Die Motivation für diese Regel war jedoch, bei bestimmten Situationen (siehe Eingangsszenario) die Probe deutlich zu vereinfachen. Angenommen, der Gegner hätte keine Waffe mehr kann er nur noch Ausweichen. Der Ausweichwert berechnet sich (zumindest seit der vierten Edition) aus dem Paradewert (und ist in der 3. Edition zumindest ähnlich zu berechnen). So ist die Differenz zwischen AT und Ausweichen normalerweise deutlich größer. Hätte der Ork also ein "Ausweichen" von 7, so wäre die Differenz 5, was Aishu eine Attacke von 17 erlaubt hätte! Sollte der Ork seine "Defensivaktion" (Reaktion wie Parade oder Ausweichen) in der Kampfrunde schon verbraucht so würde ich ihm nur ein "glückliches" oder zufälliges Ausweichen mit dem Wert 1 zubilligen. (Interpretiert als zufällige Bewegung, die genau den richtigen Schritt zur Verteidigung im Augenblick darstellt.) Im Falle von Aishu wäre die Differenz dann 11 und würde zu einer erlaubten AT von 23 führen, was aber nicht mehr bringt als eine 19, denn nach wie vor ist eine 20 natürlich ein Patzer.
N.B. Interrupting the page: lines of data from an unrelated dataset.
//! Sentra Core - Campaign dispatch, delivery, and analytics
//!
//! This crate provides the campaign engine: the dispatch decision and its
//! two paths, audience fan-out, email rendering with tracking, the send
//! worker, the schedule poller, pure analytics over the event log, and the
//! AI content assist client.

pub mod ai;
pub mod analytics;
pub mod dispatch;
pub mod fanout;
pub mod mailer;
pub mod render;
pub mod scheduler;
pub mod worker;

pub use ai::{ContentClient, GeneratedEmail, InsightsReport};
pub use dispatch::{decide, CampaignDispatcher, DispatchOutcome, DispatchPath, IMMEDIATE_THRESHOLD_SECS};
pub use fanout::{normalize_recipients, FanOut, FanOutSummary};
pub use mailer::{MailError, MailProvider, OutboundEmail, SmtpMailer};
pub use scheduler::SchedulePoller;
pub use worker::{calculate_backoff, SendWorker, MAX_SEND_ATTEMPTS};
Ein Kampfunerfahrener jedoch, der eine AT von 7 hat, könnte auch mit einem solchen Vorteil nur auf eine Probe von 7+(7-1) kommen, also eine 13. Sie sehen, wer nicht mit einer Waffe umgehen kann, hat selbst gegen sich nicht aktiv verteidigende Gegner ein Problem wohin gehend erfahrene Gegner in der Überzahl in den meisten Fällen tödlich sein werden.
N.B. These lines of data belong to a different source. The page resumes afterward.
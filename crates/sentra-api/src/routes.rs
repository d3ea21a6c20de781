//! API routes

use axum::{
    middleware,
    routing::{delete, get, post, put},
    Router,
};
use std::sync::Arc;
use tower_http::trace::TraceLayer;

use crate::auth::{auth_middleware, AppState};
use crate::handlers::{ai, auth, campaigns, health, provider_events, segments, tracking};

/// Create the API router
pub fn create_router(state: Arc<AppState>) -> Router {
    // Health routes (no auth required)
    let health_routes = Router::new()
        .route("/", get(health::health))
        .route("/ready", get(health::readiness))
        .with_state(state.clone());

    // Segment routes
    let segment_routes = Router::new()
        .route("/", get(segments::list_segments))
        .route("/", post(segments::create_segment))
        .route("/refresh-counts", post(segments::refresh_counts))
        .route("/:id", get(segments::get_segment))
        .route("/:id", put(segments::update_segment))
        .route("/:id", delete(segments::delete_segment))
        .route("/:id/emails", post(segments::add_segment_emails))
        .route("/:id/emails", delete(segments::remove_segment_emails));

    // Campaign routes
    let campaign_routes = Router::new()
        .route("/", get(campaigns::list_campaigns))
        .route("/", post(campaigns::create_campaign))
        .route("/stats", get(campaigns::campaign_stats))
        .route("/:id", get(campaigns::get_campaign))
        .route("/:id", put(campaigns::update_campaign))
        .route("/:id", delete(campaigns::delete_campaign))
        .route("/:id/send", post(campaigns::send_campaign))
        .route("/:id/events", get(campaigns::campaign_events));

    // Content assist routes
    let ai_routes = Router::new()
        .route("/generate-email", post(ai::generate_email))
        .route("/subject-lines", post(ai::subject_lines))
        .route("/insights", post(ai::campaign_insights));

    // The API surface. Routes added before the auth layer require a key;
    // register and login are added after it and stay public.
    let api_v1 = Router::new()
        .route("/auth/me", get(auth::me))
        .route("/auth/regenerate-key", post(auth::regenerate_key))
        .nest("/segments", segment_routes)
        .nest("/campaigns", campaign_routes)
        .nest("/ai", ai_routes)
        .layer(middleware::from_fn_with_state(
            state.clone(),
            auth_middleware,
        ))
        .route("/auth/register", post(auth::register))
        .route("/auth/login", post(auth::login))
        .with_state(state.clone());

    // Public tracking surface; authenticated by construction (unguessable
    // ids and signed tokens), never by API key
    let tracking_routes = Router::new()
        .route("/track/open/:tracking_id", get(tracking::track_open))
        .route("/track/click/:token", get(tracking::track_click))
        .route("/unsubscribe/:token", get(tracking::unsubscribe))
        .route("/hooks/email-events", post(provider_events::email_events))
        .with_state(state);

    Router::new()
        .nest("/health", health_routes)
        .nest("/api/v1", api_v1)
        .merge(tracking_routes)
        .layer(TraceLayer::new_for_http())
}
Es sei noch angemerkt, dass eine passive Verteidigung wie eine Rüstung natürlich auch beim nicht aktiven Verteidigen zählt, also ein Bonus durch Rüstung auch auf die schlechten Ausweichwerte addiert wird. Gegen den erwähnten Vollharnisch hat ein Florett also nach wie vor weniger gute Chancen, auch wenn der Gegner seine Parade längst anderen Attacken gewidmet hat.

Zu guter letzt sei noch die Überlegung angestellt, wie mit einem Schild umzugehen ist. Nun, ein Schild als Paradewaffe sollte natürlich (vorausgesetzt man weiß damit umzugehen) einen vergleichsweise guten Paradewert ergeben, der ja beispielsweise zu einem negativen Vergleichswert zwischen AT und PA führt. So käme es also (meist) zu einem AT-Malus bei Gegnern, die einen Schild fachmännisch einsetzten können.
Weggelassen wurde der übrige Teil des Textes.